Task directions: Search the entries for the word "usize". Copy each line in which it is found.

Saved entries
+--
//! Source span helpers used throughout diagnostic reporting.
//!
//! A `Span` tracks a half-open `[start, end)` byte range within a single
//! buffer and is attached to tokens and syntax nodes so higher layers can
//! surface precise errors.

use std::fmt;
use std::ops::Add;

#[derive(Debug, Clone, Copy, PartialEq, Eq, Hash, Default)]
pub struct Span {
    pub start: usize,
    pub end: usize,
}

impl Span {
    pub const EMPTY: Span = Span { start: 0, end: 0 };

    pub const fn new(start: usize, end: usize) -> Self {
        Self { start, end }
    }

    /// Smallest span covering both `self` and `other`.
    pub fn join(self, other: Span) -> Span {
        Span {
            start: self.start.min(other.start),
            end: self.end.max(other.end),
        }
    }

    pub fn len(&self) -> usize {
        self.end.saturating_sub(self.start)
    }

    pub fn is_empty(&self) -> bool {
        self.end <= self.start
    }

    pub fn contains(&self, offset: usize) -> bool {
        self.start <= offset && offset < self.end
    }
}

/// Re-bases a span by a fixed offset.
impl Add<usize> for Span {
    type Output = Span;

    fn add(self, offset: usize) -> Span {
        Span {
            start: self.start + offset,
            end: self.end + offset,
        }
    }
}

impl fmt::Display for Span {
    fn fmt(&self, f: &mut fmt::Formatter<'_>) -> fmt::Result {
        write!(f, "{}..{}", self.start, self.end)
    }
}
+--
Completed exercise:
    pub start: usize,
    pub end: usize,
    pub const fn new(start: usize, end: usize) -> Self {
    pub fn len(&self) -> usize {
    pub fn contains(&self, offset: usize) -> bool {
impl Add<usize> for Span {
    fn add(self, offset: usize) -> Span {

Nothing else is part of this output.